You are viewing a plain text version of this content. The canonical link for it is here.

Posted to user@flink.apache.org by Esa Heikkinen <es...@student.tut.fi> on 2018/05/07 10:44:26 UTC

Reading csv-files in parallel

Hi

I would want to read many different type csv-files (time series data) parallel using by CsvTableSource. Is that possible in Flink application ? If yes, are there exist the examples about that ?

If it is not, do you have any advices how to do that ?

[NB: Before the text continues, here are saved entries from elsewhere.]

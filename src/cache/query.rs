//! Fingerprinted cache of GraphQL query responses.

use std::sync::Arc;
use std::time::Duration;

use serde::{Deserialize, Serialize};
use sha2::{Digest, Sha256};

use crate::observability::metrics;
use crate::store::{keys, SharedStore, StoreError};

/// The JSON body of a GraphQL POST.
#[derive(Debug, Clone, Default, Deserialize, Serialize)]
pub struct GraphQLRequest {
    #[serde(default)]
    pub query: String,

    #[serde(default)]
    pub variables: Option<serde_json::Value>,

    #[serde(default, rename = "operationName")]
    pub operation_name: Option<String>,
}

impl GraphQLRequest {
    /// Operations starting with the `mutation` keyword (case-insensitive).
    pub fn is_mutation(&self) -> bool {
        is_mutation(&self.query)
    }
}

/// Heuristic mutation check on the operation text.
pub fn is_mutation(query: &str) -> bool {
    query
        .trim_start()
        .get(..8)
        .is_some_and(|head| head.eq_ignore_ascii_case("mutation"))
}

/// Hex SHA-256 over the whitespace-normalized query and its variables.
///
/// `serde_json` maps keep keys sorted, so variable order does not matter.
/// The operation name is appended when present, since it selects which
/// operation of a multi-operation document runs.
pub fn fingerprint(request: &GraphQLRequest) -> String {
    let query = request.query.split_whitespace().collect::<Vec<_>>().join(" ");
    let variables = match &request.variables {
        None | Some(serde_json::Value::Null) => "{}".to_string(),
        Some(v) => v.to_string(),
    };

    let mut hasher = Sha256::new();
    hasher.update(query.as_bytes());
    hasher.update(b":");
    hasher.update(variables.as_bytes());
    if let Some(name) = request.operation_name.as_deref().filter(|n| !n.is_empty()) {
        hasher.update(b":");
        hasher.update(name.as_bytes());
    }
    hex::encode(hasher.finalize())
}

/// Query response cache backed by the shared store.
pub struct QueryCache {
    store: Arc<dyn SharedStore>,
    ttl: Duration,
    refresh_on_hit: bool,
}

impl QueryCache {
    pub fn new(store: Arc<dyn SharedStore>, ttl: Duration, refresh_on_hit: bool) -> Self {
        Self {
            store,
            ttl,
            refresh_on_hit,
        }
    }

    pub fn ttl(&self) -> Duration {
        self.ttl
    }

    /// Store key for a request.
    pub fn key_for(&self, request: &GraphQLRequest) -> String {
        format!("{}{}", keys::QUERY_CACHE_PREFIX, fingerprint(request))
    }

    /// Look up a cached response; `None` is a miss.
    pub async fn get(&self, key: &str) -> Result<Option<Vec<u8>>, StoreError> {
        let cached = self.store.get(key).await;
        match &cached {
            Ok(Some(_)) => {
                metrics::record_cache_lookup("query", "hit");
                tracing::debug!(key, "Cache hit");
                if self.refresh_on_hit {
                    if let Err(e) = self.store.expire(key, self.ttl).await {
                        tracing::warn!(key, error = %e, "Failed to refresh cache TTL");
                    }
                }
            }
            Ok(None) => {
                metrics::record_cache_lookup("query", "miss");
                tracing::debug!(key, "Cache miss");
            }
            Err(_) => metrics::record_cache_lookup("query", "error"),
        }
        cached
    }

    /// Store a response under `key` with the given TTL (the configured one when `None`).
    pub async fn set(&self, key: &str, data: Vec<u8>, ttl: Option<Duration>) -> Result<(), StoreError> {
        let ttl = ttl.unwrap_or(self.ttl);
        let size = data.len();
        self.store.set(key, data, Some(ttl)).await?;
        tracing::debug!(key, size, ttl = ?ttl, "Cache set");
        Ok(())
    }

    /// Delete every key matching a glob pattern, returning how many were removed.
    pub async fn invalidate_pattern(&self, pattern: &str) -> Result<i64, StoreError> {
        let keys = self.store.scan(pattern).await?;
        let removed = self.store.del(keys).await?;
        tracing::info!(pattern, removed, "Cache invalidated");
        Ok(removed)
    }
}

/// Short form of a cache key for the `X-Cache-Key` header.
pub fn display_key(key: &str) -> String {
    let fingerprint = key.strip_prefix(keys::QUERY_CACHE_PREFIX).unwrap_or(key);
    let end = fingerprint
        .char_indices()
        .nth(16)
        .map_or(fingerprint.len(), |(i, _)| i);
    format!("{}...", &fingerprint[..end])
}

#[cfg(test)]
mod tests {
    use super::*;
    use crate::store::MemoryStore;
    use serde_json::json;

    fn request(query: &str, variables: serde_json::Value) -> GraphQLRequest {
        GraphQLRequest {
            query: query.into(),
            variables: Some(variables),
            operation_name: None,
        }
    }

    #[test]
    fn test_mutation_detection() {
        assert!(is_mutation("mutation { addOrder { id } }"));
        assert!(is_mutation("  \n MUTATION AddOrder { x }"));
        assert!(!is_mutation("query { orders { id } }"));
        assert!(!is_mutation("{ orders { id } }"));
        assert!(!is_mutation("mut"));
    }

    #[test]
    fn test_fingerprint_is_stable() {
        let a = request("query  {\n orders { id } }", json!({"b": 1, "a": 2}));
        let b = request("query { orders { id } }", json!({"a": 2, "b": 1}));
        assert_eq!(fingerprint(&a), fingerprint(&b));
        assert_eq!(fingerprint(&a).len(), 64);

        let c = request("query { orders { id } }", json!({"a": 3, "b": 1}));
        assert_ne!(fingerprint(&a), fingerprint(&c));

        let none = GraphQLRequest {
            query: "{ x }".into(),
            ..Default::default()
        };
        let empty = request("{ x }", json!(null));
        assert_eq!(fingerprint(&none), fingerprint(&empty));
    }

    #[test]
    fn test_operation_name_distinguishes_entries() {
        let mut a = request("query A { a } query B { b }", json!({}));
        let mut b = a.clone();
        a.operation_name = Some("A".into());
        b.operation_name = Some("B".into());
        assert_ne!(fingerprint(&a), fingerprint(&b));
    }

    #[tokio::test]
    async fn test_set_get_and_expiry() {
        let cache = QueryCache::new(Arc::new(MemoryStore::new()), Duration::from_secs(300), false);
        let key = cache.key_for(&request("{ a }", json!({})));

        assert_eq!(cache.get(&key).await.unwrap(), None);
        cache
            .set(&key, b"{\"data\":{}}".to_vec(), Some(Duration::from_millis(50)))
            .await
            .unwrap();
        assert_eq!(cache.get(&key).await.unwrap(), Some(b"{\"data\":{}}".to_vec()));

        tokio::time::sleep(Duration::from_millis(80)).await;
        assert_eq!(cache.get(&key).await.unwrap(), None);
    }

    #[tokio::test]
    async fn test_refresh_on_hit_extends_ttl() {
        let store = Arc::new(MemoryStore::new());
        let cache = QueryCache::new(store.clone(), Duration::from_secs(300), true);
        cache
            .set("gql:query:k", b"x".to_vec(), Some(Duration::from_secs(1)))
            .await
            .unwrap();

        cache.get("gql:query:k").await.unwrap();
        assert!(store.ttl("gql:query:k").unwrap() > Duration::from_secs(200));
    }

    #[tokio::test]
    async fn test_invalidate_pattern() {
        let store = Arc::new(MemoryStore::new());
        let cache = QueryCache::new(store.clone(), Duration::from_secs(300), false);
        cache.set("gql:query:a", b"1".to_vec(), None).await.unwrap();
        cache.set("gql:query:b", b"2".to_vec(), None).await.unwrap();
        store.set("gql:schema:orders", b"type Query".to_vec(), None).await.unwrap();

        assert_eq!(cache.invalidate_pattern("gql:query:*").await.unwrap(), 2);
        assert_eq!(cache.invalidate_pattern("gql:query:*").await.unwrap(), 0);
        assert_eq!(store.len(), 1);
    }

    #[test]
    fn test_display_key() {
        let key = format!("{}{}", keys::QUERY_CACHE_PREFIX, "0123456789abcdef0123");
        assert_eq!(display_key(&key), "0123456789abcdef...");
        assert_eq!(display_key("gql:query:abc"), "abc...");
    }
}
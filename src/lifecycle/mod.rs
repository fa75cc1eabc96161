//! Lifecycle management subsystem.
//!
//! # Data Flow
//! ```text
//! Startup (startup.rs):
//!     Config → Store → AppState → Poller task → Listener
//!
//! Shutdown (shutdown.rs):
//!     Signal received → Cancel root token → Stop accepting → Drain → Exit
//!
//! Signals (signals.rs):
//!     SIGTERM/SIGINT → Trigger graceful shutdown
//! ```
//!
//! # Design Decisions
//! - Ordered startup: config first, then store, then listeners
//! - Fail fast: any startup error is fatal
//! - One cancellation tree: request and poller tokens are children of the root

pub mod shutdown;
pub mod signals;
pub mod startup;

pub use shutdown::Shutdown;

Should I combine all csv-files to one csv-file in pre-processing phase ? But this has little problem, because there are not same type (columns are different, except timestamp-column).

Best, Esa

Re: Reading csv-files in parallel

Posted by Fabian Hueske <fh...@gmail.com>.

Hi,

this looks roughly as below

----

val env = ExecutionEnvironment.getExecutionEnvironment()



val ds: DataSet[…] = env

  .readTextFile(path)

  .map(yourCsvLineParser)



val tableEnv = TableEnvironment.getTableEnvironment(env)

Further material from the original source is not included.